Bright and easy Salmon dish that is perfect for spring where garlic is mandatory and leftovers are optional.


  • 2 tablespoons avocado mayonnaise 
  • 2 cloves or 2 teaspoon of grated/minced garlic
  • 1 tablespoon of lemon juice
  • ½ tablespoon olive oil
  • 1 tablespoon parsley, chopped
  • 1 teaspoon thyme, fresh or dried
  • 68 ounce salmon filet
  • 1 tablespoon avocado oil


  1. Preheat oven to 350 degrees Fahrenheit  
  2. In a small bowl combine mayonnaise, minced garlic, lemon juice, olive oil, chopped parsley and thyme. 
  3. With the skin side down coat the top and sides of the salmon filet with aioli sauce.  
  4. Heat a medium skillet on medium-high heat.

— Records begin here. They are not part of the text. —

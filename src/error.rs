//! Error types for the two failure directions of the protocol engine.
//!
//! A `LocalProtocolError` means the embedder asked for something HTTP (or
//! the connection state machine) does not allow; a `RemoteProtocolError`
//! means the peer sent bytes we cannot accept. Header and event
//! construction failures are shared between the two as `HeaderError`.

use httparse;

use state::{EventKind, Role, State};

quick_error! {
    /// A problem with a message head: its headers, method, target,
    /// status code or reason phrase.
    #[derive(Debug, Clone, PartialEq, Eq)]
    pub enum HeaderError {
        InvalidHeaderName {
            description("header name contains invalid characters")
            display("header name contains invalid characters")
        }
        InvalidHeaderValue {
            description("header value contains invalid characters \
                or surrounding whitespace")
            display("header value contains invalid characters \
                or surrounding whitespace")
        }
        BadContentLength {
            description("Content-Length is not a valid nonnegative integer")
            display("Content-Length is not a valid nonnegative integer")
        }
        ConflictingContentLength {
            description("conflicting Content-Length headers")
            display("conflicting Content-Length headers")
        }
        DuplicateTransferEncoding {
            description("multiple Transfer-Encoding headers")
            display("multiple Transfer-Encoding headers")
        }
        UnsupportedTransferEncoding {
            description("only Transfer-Encoding: chunked is supported")
            display("only Transfer-Encoding: chunked is supported")
        }
        ContentLengthAndTransferEncoding {
            description("Content-Length and Transfer-Encoding are \
                mutually exclusive")
            display("Content-Length and Transfer-Encoding are \
                mutually exclusive")
        }
        MissingHost {
            description("HTTP/1.1 requests must have a Host header")
            display("HTTP/1.1 requests must have a Host header")
        }
        DuplicateHost {
            description("found multiple Host headers")
            display("found multiple Host headers")
        }
        InvalidMethod {
            description("request method is not a valid token")
            display("request method is not a valid token")
        }
        InvalidTarget {
            description("request target contains invalid characters")
            display("request target contains invalid characters")
        }
        InvalidStatus {
            description("status code out of range for this event")
            display("status code out of range for this event")
        }
        InvalidReason {
            description("reason phrase contains invalid characters")
            display("reason phrase contains invalid characters")
        }
    }
}

quick_error! {
    /// The embedder tried to do something that violates HTTP or the
    /// connection state machine.
    ///
    /// After `send` fails with one of these, our side of the connection
    /// is in the `Error` state and all further sends fail; receiving
    /// still works so that a server can answer with an error response.
    #[derive(Debug, Clone, PartialEq, Eq)]
    pub enum LocalProtocolError {
        Header(err: HeaderError) {
            description("invalid message head")
            display("invalid message head: {}", err)
            from()
        }
        IllegalTransition(role: Role, state: State, event: EventKind) {
            description("event not allowed in this state")
            display("can't handle event type {:?} when role={:?} and \
                state={:?}", event, role, state)
        }
        ErrorState {
            description("can't send data when our state is Error")
        }
        UnsupportedVersion {
            description("outgoing messages are always HTTP/1.1")
        }
        TooMuchData {
            description("too much data for declared Content-Length")
        }
        TooLittleData {
            description("too little data for declared Content-Length")
        }
        TrailersNotAllowed {
            description("trailers are only allowed with chunked framing")
        }
        RequireBodyless {
            description("this message must not have a body")
        }
        OpaqueNotSupported {
            description("opaque body payloads require \
                send_with_data_passthrough")
        }
        NotReusable {
            description("connection is not ready for a new \
                request/response cycle")
        }
        SwitchWithoutProposal {
            description("attempted to accept a protocol switch the \
                client never proposed")
        }
    }
}

quick_error! {
    /// The peer sent bytes that do not parse or that violate the
    /// protocol. The peer's side of the connection is in the `Error`
    /// state afterwards and `next_event` keeps failing; the embedder may
    /// still craft an error response and close.
    #[derive(Debug)]
    pub enum RemoteProtocolError {
        Header(err: HeaderError) {
            description("peer sent an invalid message head")
            display("peer sent an invalid message head: {}", err)
            from()
        }
        Parse(err: httparse::Error) {
            description("parse error")
            display("parse error: {:?}", err)
            from()
        }
        ChunkParse(err: httparse::InvalidChunkSize) {
            description("chunk size parse error")
            from()
        }
        Protocol(err: LocalProtocolError) {
            description("peer violated the protocol state machine")
            display("peer violated the protocol state machine: {}", err)
            from()
        }
        NotHttp {
            description("received data does not look like HTTP")
        }
        LineTooLong(limit: usize) {
            description("line exceeds maximum allowed length")
            display("line exceeds maximum allowed length ({} bytes)", limit)
        }
        HeadersTooLong(limit: usize) {
            description("header block exceeds maximum allowed length")
            display("header block exceeds maximum allowed length \
                ({} bytes)", limit)
        }
        TruncatedHead {
            description("message head ended prematurely")
        }
        BadLineContinuation {
            description("continuation line at start of headers")
        }
        BadChunkEnd {
            description("chunk data is not terminated by CRLF")
        }
        IncompleteMessage {
            description("peer closed connection without sending a \
                complete message")
        }
        DataAfterEof {
            description("received data after end of stream was signalled")
        }
        UnexpectedData {
            description("received data when no message is expected")
        }
        ErrorState {
            description("can't receive data when peer state is Error")
        }
    }
}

Once warm add avocado oil. Add salmon to the pan, skin side down.
  5. Turn heat to medium low. Cook 5-6 minutes on stove top then put the pan in your preheated oven for an 5 minutes, or until salmon reaches an internal temperature of 145 degrees Fahrenheit.
  6. Serve on bed of greens or our Spring Kale Panzanella Salad and enjoy!


  • You will need a pan that is oven safe. You can also transfer the salmon to a sheet pan if you do not have one.